DATA LISTING:
Segment Open
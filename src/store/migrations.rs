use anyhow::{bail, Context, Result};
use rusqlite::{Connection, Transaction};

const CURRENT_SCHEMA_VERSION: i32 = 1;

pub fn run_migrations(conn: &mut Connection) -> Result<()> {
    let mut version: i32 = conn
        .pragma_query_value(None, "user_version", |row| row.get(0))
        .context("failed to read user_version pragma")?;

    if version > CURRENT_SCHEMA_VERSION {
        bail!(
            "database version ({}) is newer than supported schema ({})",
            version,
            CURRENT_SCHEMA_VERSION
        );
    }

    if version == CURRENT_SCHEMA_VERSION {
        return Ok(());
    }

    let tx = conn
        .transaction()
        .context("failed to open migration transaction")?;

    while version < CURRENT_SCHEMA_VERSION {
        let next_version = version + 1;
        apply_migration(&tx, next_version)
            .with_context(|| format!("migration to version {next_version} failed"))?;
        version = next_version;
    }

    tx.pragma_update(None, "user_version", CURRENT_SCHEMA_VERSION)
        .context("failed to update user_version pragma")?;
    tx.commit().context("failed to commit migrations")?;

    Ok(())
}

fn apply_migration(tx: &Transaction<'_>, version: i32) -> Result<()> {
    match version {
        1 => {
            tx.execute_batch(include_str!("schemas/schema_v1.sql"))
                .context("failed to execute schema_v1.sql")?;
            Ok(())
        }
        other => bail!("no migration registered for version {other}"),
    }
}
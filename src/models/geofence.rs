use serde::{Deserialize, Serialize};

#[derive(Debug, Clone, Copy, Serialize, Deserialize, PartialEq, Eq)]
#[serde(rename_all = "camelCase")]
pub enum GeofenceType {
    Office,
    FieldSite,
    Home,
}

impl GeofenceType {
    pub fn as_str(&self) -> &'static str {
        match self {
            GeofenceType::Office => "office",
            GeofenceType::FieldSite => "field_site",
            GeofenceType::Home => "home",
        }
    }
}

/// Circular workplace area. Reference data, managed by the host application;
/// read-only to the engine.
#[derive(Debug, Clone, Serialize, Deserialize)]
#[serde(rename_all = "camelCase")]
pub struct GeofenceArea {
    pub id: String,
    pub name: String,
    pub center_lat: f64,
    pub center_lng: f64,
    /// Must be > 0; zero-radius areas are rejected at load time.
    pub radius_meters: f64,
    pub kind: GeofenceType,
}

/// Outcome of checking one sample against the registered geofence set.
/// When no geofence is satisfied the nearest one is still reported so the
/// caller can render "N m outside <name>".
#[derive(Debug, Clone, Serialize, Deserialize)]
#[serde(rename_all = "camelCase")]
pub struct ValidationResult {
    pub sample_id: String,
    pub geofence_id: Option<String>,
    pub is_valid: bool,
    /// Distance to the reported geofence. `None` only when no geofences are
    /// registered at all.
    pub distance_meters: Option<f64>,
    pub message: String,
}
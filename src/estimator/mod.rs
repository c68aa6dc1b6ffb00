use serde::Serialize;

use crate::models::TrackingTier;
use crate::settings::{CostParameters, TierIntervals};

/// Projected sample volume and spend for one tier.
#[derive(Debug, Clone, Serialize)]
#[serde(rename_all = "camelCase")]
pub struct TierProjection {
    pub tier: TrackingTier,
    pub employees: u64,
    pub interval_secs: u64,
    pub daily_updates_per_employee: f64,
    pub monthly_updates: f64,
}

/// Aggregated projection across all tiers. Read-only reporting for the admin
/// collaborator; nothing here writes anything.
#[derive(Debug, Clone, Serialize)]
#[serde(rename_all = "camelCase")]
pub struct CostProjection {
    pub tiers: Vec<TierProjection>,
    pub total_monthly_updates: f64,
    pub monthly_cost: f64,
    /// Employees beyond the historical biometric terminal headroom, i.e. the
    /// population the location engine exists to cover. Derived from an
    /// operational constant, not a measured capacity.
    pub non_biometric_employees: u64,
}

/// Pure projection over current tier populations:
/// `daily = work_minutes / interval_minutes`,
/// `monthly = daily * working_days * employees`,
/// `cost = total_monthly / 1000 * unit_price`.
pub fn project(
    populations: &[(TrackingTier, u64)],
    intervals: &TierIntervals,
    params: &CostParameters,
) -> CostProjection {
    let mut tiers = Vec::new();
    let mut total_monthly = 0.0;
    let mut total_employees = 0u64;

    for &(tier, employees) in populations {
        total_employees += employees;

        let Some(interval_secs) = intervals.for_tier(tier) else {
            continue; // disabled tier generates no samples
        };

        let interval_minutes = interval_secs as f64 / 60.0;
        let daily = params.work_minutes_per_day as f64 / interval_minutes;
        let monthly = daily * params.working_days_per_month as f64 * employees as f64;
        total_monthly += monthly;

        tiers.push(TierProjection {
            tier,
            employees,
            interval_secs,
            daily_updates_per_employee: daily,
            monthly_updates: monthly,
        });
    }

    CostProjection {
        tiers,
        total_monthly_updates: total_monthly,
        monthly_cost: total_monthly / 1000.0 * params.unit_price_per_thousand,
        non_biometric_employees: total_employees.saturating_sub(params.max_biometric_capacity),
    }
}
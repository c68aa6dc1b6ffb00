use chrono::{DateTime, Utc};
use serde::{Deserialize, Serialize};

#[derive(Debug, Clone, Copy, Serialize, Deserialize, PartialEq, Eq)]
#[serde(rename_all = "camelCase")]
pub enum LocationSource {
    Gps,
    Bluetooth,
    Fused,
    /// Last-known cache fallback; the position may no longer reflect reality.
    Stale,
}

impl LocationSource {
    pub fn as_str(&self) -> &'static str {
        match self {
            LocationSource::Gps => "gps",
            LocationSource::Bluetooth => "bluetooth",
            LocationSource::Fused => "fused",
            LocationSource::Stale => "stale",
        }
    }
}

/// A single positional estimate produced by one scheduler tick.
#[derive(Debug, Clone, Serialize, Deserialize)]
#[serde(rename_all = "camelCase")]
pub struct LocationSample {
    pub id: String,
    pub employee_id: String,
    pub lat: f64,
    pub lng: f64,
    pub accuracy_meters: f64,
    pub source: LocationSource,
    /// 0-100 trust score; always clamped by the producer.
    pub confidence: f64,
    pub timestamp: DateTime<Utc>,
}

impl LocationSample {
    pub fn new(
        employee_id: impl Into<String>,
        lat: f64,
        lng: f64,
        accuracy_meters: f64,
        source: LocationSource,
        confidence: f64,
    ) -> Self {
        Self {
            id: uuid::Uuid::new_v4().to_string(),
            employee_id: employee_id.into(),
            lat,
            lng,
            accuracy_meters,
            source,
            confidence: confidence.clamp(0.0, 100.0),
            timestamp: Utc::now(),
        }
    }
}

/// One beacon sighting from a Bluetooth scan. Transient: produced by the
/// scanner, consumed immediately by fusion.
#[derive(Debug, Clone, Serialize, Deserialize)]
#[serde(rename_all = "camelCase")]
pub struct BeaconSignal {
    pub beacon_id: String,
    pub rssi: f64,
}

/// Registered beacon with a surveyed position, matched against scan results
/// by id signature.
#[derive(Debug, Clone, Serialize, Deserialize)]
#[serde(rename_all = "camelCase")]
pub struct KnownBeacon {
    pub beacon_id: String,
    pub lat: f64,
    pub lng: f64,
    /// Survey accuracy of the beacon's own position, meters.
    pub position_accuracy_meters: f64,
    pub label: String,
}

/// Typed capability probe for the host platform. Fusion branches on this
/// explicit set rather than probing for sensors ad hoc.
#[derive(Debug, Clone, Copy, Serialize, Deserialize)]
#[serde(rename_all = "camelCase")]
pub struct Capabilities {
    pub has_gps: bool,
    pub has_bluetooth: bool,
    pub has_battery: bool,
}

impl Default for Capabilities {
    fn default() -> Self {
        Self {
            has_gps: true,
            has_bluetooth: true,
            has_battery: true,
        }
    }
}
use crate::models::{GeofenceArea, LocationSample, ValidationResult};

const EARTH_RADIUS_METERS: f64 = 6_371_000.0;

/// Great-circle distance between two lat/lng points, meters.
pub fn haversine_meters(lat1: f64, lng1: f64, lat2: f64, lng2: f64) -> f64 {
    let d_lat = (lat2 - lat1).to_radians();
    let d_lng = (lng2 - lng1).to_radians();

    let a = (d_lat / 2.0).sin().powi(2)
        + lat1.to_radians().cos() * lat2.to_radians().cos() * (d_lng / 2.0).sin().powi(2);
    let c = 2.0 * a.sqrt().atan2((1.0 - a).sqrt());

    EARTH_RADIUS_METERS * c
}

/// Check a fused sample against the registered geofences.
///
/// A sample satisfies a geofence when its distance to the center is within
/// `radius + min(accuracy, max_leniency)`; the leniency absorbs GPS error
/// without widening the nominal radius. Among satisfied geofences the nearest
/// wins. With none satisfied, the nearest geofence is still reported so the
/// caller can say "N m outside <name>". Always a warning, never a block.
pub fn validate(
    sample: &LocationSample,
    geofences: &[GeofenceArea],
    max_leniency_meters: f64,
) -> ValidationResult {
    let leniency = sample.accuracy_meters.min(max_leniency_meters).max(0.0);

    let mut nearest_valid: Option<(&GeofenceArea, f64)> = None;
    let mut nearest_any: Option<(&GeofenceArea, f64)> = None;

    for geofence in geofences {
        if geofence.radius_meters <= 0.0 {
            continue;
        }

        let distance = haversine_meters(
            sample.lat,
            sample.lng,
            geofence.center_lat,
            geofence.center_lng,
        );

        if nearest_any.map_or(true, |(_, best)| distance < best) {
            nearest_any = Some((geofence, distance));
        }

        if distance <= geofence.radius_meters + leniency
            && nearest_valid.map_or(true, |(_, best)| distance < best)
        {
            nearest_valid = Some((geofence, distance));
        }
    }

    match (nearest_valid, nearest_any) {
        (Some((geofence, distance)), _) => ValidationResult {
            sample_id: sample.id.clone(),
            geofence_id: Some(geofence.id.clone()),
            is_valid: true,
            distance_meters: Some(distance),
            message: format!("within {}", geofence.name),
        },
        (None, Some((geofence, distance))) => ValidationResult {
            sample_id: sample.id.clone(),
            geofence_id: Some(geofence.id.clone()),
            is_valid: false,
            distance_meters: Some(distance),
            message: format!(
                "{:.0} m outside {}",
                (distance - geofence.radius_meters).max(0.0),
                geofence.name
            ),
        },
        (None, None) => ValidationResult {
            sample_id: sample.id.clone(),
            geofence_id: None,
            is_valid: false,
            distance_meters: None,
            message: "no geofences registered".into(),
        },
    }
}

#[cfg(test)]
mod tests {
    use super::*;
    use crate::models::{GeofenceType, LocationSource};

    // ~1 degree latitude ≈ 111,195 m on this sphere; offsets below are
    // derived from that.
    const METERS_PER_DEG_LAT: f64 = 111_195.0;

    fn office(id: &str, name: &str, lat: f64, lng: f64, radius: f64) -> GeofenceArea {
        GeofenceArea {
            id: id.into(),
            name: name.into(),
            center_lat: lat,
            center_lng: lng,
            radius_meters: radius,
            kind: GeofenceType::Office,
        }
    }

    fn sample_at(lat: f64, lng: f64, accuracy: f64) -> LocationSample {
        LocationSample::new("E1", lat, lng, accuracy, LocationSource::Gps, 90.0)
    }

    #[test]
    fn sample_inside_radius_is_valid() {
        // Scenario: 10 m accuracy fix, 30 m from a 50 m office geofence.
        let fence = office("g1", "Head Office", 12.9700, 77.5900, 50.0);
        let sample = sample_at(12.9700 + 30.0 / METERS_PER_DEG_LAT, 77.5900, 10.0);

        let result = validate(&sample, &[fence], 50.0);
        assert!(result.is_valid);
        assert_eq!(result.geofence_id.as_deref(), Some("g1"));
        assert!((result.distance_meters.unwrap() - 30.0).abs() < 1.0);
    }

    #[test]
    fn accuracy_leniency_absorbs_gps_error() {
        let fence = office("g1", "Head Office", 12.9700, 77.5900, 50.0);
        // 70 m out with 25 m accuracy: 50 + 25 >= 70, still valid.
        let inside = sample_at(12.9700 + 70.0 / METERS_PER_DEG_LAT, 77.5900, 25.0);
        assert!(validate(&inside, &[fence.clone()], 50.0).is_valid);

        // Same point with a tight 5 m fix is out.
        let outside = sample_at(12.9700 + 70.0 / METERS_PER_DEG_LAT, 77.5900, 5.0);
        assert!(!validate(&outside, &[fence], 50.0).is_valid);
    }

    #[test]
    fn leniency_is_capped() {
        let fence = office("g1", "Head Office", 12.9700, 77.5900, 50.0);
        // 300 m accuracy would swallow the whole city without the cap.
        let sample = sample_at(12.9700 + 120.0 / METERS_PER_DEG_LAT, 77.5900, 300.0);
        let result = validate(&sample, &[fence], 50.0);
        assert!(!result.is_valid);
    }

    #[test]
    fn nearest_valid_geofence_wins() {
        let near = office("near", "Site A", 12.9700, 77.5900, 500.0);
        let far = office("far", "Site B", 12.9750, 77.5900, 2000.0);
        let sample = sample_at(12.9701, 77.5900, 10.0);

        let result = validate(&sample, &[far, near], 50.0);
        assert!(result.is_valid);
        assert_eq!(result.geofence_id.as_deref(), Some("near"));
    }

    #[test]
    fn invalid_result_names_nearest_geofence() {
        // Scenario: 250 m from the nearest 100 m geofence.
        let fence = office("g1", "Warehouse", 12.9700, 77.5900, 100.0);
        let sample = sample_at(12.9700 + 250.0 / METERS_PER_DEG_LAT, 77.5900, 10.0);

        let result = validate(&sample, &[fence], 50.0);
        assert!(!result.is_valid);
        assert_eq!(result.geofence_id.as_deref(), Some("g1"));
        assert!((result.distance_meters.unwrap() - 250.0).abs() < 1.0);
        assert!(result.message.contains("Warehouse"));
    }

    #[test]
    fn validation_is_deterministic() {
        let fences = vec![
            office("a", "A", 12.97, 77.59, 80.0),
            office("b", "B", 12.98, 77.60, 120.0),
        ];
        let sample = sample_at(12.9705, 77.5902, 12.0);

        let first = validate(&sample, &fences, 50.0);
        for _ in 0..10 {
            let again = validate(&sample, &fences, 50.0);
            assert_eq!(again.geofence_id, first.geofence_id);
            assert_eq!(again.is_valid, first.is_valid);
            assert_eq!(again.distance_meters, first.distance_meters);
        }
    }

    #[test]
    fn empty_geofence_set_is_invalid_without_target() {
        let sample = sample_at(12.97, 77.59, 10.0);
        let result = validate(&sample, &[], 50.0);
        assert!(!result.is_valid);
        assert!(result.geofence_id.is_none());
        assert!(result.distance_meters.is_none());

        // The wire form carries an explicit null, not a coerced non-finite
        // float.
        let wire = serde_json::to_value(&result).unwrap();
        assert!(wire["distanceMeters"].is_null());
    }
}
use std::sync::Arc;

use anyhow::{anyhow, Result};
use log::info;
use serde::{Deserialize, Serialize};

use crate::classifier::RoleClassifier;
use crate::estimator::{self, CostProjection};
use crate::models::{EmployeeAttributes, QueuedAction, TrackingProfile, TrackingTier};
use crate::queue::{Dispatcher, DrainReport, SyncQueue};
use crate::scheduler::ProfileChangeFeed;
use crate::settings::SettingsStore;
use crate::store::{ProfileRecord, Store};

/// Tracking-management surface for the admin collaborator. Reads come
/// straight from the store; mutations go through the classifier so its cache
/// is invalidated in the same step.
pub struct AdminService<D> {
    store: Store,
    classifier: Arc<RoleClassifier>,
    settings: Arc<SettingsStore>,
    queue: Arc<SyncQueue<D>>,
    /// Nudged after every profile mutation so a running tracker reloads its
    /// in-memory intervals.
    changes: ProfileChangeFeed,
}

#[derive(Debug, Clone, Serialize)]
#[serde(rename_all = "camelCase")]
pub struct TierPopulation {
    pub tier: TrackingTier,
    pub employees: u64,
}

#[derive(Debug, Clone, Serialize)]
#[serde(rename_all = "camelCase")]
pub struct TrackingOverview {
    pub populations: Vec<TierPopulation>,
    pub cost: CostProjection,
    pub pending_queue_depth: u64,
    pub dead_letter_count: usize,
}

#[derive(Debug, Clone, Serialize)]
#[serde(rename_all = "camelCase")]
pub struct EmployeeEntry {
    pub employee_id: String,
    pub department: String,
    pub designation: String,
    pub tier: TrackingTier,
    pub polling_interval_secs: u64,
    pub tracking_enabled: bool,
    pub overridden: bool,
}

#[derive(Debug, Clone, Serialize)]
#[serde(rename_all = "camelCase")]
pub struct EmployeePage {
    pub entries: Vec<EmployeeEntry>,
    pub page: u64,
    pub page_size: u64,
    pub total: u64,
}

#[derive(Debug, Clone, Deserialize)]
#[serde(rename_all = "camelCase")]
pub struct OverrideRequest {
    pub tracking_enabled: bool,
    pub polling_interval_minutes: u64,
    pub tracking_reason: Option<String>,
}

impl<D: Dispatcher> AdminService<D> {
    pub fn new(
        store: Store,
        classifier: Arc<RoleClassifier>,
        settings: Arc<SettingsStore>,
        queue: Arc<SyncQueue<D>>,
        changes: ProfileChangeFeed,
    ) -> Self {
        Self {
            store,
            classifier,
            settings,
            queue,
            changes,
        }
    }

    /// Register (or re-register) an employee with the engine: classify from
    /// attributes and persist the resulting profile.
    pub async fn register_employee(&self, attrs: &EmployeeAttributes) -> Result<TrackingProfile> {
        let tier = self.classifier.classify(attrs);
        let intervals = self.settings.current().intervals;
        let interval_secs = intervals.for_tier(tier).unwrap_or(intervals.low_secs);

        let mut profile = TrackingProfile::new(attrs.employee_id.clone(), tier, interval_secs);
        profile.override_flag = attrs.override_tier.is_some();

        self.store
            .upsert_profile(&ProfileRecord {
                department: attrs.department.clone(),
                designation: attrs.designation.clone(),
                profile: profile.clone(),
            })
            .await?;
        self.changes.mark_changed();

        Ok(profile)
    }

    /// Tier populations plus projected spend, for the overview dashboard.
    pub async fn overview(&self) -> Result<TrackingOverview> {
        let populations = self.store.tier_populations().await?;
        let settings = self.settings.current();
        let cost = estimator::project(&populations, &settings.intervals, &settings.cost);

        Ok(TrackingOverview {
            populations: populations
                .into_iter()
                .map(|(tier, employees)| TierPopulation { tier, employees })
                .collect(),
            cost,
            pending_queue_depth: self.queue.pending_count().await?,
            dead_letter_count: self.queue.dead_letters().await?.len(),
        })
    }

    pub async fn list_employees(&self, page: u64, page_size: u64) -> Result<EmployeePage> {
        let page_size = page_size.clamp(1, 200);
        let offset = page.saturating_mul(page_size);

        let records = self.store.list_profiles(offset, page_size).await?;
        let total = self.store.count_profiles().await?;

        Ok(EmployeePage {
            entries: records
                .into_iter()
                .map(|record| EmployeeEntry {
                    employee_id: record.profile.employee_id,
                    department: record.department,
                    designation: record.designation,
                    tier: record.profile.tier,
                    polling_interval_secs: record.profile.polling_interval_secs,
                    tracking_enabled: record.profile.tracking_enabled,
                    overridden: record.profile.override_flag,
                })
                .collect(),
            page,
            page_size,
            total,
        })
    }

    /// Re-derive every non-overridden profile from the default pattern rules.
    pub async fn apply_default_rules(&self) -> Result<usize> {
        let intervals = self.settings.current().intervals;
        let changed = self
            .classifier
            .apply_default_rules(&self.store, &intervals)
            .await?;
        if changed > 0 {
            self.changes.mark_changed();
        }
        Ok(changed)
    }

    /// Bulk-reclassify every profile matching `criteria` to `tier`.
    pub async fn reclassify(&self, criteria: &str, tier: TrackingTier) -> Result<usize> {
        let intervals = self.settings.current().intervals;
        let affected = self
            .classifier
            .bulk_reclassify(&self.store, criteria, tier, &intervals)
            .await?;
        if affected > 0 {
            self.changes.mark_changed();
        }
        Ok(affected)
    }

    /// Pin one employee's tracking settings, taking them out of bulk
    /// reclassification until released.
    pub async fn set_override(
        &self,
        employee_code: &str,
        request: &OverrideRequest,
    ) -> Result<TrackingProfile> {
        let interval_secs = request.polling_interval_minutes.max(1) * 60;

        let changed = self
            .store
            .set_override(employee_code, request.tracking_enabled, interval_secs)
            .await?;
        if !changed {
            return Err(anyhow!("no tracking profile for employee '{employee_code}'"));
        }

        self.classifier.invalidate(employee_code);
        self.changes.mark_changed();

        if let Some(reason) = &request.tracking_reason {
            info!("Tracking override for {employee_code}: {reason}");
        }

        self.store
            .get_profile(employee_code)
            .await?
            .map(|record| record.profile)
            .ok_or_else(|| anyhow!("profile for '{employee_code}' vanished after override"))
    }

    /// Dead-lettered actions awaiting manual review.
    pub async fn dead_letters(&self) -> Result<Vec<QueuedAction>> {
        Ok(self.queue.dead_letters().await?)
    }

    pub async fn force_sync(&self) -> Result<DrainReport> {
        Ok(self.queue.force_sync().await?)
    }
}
Segment Closed
PROBLEM TO WORK ON: In the listing above, each line with the word "estimator" is to be copied out.

RESPONSE BELOW:
filename src/estimator/mod.rs
use crate::estimator::{self, CostProjection};
        let cost = estimator::project(&populations, &settings.intervals, &settings.cost);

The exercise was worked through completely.